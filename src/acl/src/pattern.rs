//! Regex-or-literal patterns used by every rule field
//!
//! A pattern is treated as a regular expression that must match the whole
//! value. Patterns that are not valid regular expressions fall back to exact
//! string equality, so plain names and malformed patterns never fail a
//! request.

use regex::Regex;
use std::fmt;

/// Compiled rule pattern
#[derive(Clone)]
pub enum Pattern {
    /// Valid regular expression, anchored at both ends
    Regex {
        source: String,
        regex: Regex,
    },
    /// Not a valid regular expression; matched by equality
    Literal(String),
}

impl Pattern {
    /// Compile a pattern, falling back to a literal when it is not a valid regex
    ///
    /// # Examples
    ///
    /// ```
    /// use trino_acl::pattern::Pattern;
    ///
    /// assert!(Pattern::compile("hive|iceberg").matches("iceberg"));
    /// assert!(!Pattern::compile("hive").matches("hive2"));
    /// assert!(Pattern::compile("[").matches("["));
    /// ```
    pub fn compile(source: &str) -> Self {
        // Validate the bare pattern first: wrapping it in a group can turn an
        // unbalanced pattern such as `a)(b` into a valid one.
        if Regex::new(source).is_err() {
            return Pattern::Literal(source.to_string());
        }

        match Self::anchored(source) {
            Some(regex) => Pattern::Regex {
                source: source.to_string(),
                regex,
            },
            None => Pattern::Literal(source.to_string()),
        }
    }

    fn anchored(source: &str) -> Option<Regex> {
        if let Ok(regex) = Regex::new(&format!(r"\A(?:{})\z", source)) {
            return Some(regex);
        }

        // A trailing `#` comment in verbose mode swallows the closing group;
        // the newline ends the comment and is ignored as verbose whitespace.
        Regex::new(&format!("\\A(?:{}\n)\\z", source)).ok()
    }

    /// Check whether the pattern matches the whole value
    pub fn matches(&self, value: &str) -> bool {
        match self {
            Pattern::Regex { regex, .. } => regex.is_match(value),
            Pattern::Literal(literal) => literal == value,
        }
    }

    /// Whether the pattern fell back to literal matching
    pub fn is_literal(&self) -> bool {
        matches!(self, Pattern::Literal(_))
    }

    /// Original pattern text
    pub fn as_str(&self) -> &str {
        match self {
            Pattern::Regex { source, .. } => source,
            Pattern::Literal(literal) => literal,
        }
    }
}

impl fmt::Debug for Pattern {
    fn fmt(&self, f: &mut fmt::Formatter<'_>) -> fmt::Result {
        match self {
            Pattern::Regex { source, .. } => f.debug_tuple("Regex").field(source).finish(),
            Pattern::Literal(literal) => f.debug_tuple("Literal").field(literal).finish(),
        }
    }
}

impl PartialEq for Pattern {
    fn eq(&self, other: &Self) -> bool {
        self.is_literal() == other.is_literal() && self.as_str() == other.as_str()
    }
}

impl Eq for Pattern {}
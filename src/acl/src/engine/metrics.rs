//! Decision and reload counters for engine observability

use parking_lot::RwLock;

/// Engine counters snapshot
#[derive(Debug, Clone, Default, PartialEq, Eq)]
pub struct EngineMetrics {
    /// Total number of effective-access evaluations
    pub total_evaluations: u64,

    /// Evaluations where the catalog was visible
    pub visible_decisions: u64,

    /// Evaluations where the catalog was hidden
    pub hidden_decisions: u64,

    /// Successful rule set reloads
    pub reloads: u64,

    /// Reloads rejected because the new document was invalid
    pub rejected_reloads: u64,
}

impl EngineMetrics {
    /// Share of evaluations that made the catalog visible
    pub fn visible_rate(&self) -> f64 {
        if self.total_evaluations == 0 {
            0.0
        } else {
            self.visible_decisions as f64 / self.total_evaluations as f64
        }
    }
}

/// Thread-safe metrics collector
#[derive(Debug, Default)]
pub struct MetricsCollector {
    metrics: RwLock<EngineMetrics>,
}

impl MetricsCollector {
    pub fn new() -> Self {
        Self::default()
    }

    /// Record one evaluation outcome
    pub fn record_evaluation(&self, visible: bool) {
        let mut metrics = self.metrics.write();
        metrics.total_evaluations += 1;
        if visible {
            metrics.visible_decisions += 1;
        } else {
            metrics.hidden_decisions += 1;
        }
    }

    /// Record a reload attempt
    pub fn record_reload(&self, accepted: bool) {
        let mut metrics = self.metrics.write();
        if accepted {
            metrics.reloads += 1;
        } else {
            metrics.rejected_reloads += 1;
        }
    }

    /// Current counters
    pub fn get_metrics(&self) -> EngineMetrics {
        self.metrics.read().clone()
    }

    /// Reset all counters to zero
    pub fn reset(&self) {
        *self.metrics.write() = EngineMetrics::default();
    }
}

------------------------------------------------

Please count the lines in the data that include the word "struct" and report the number by itself.

2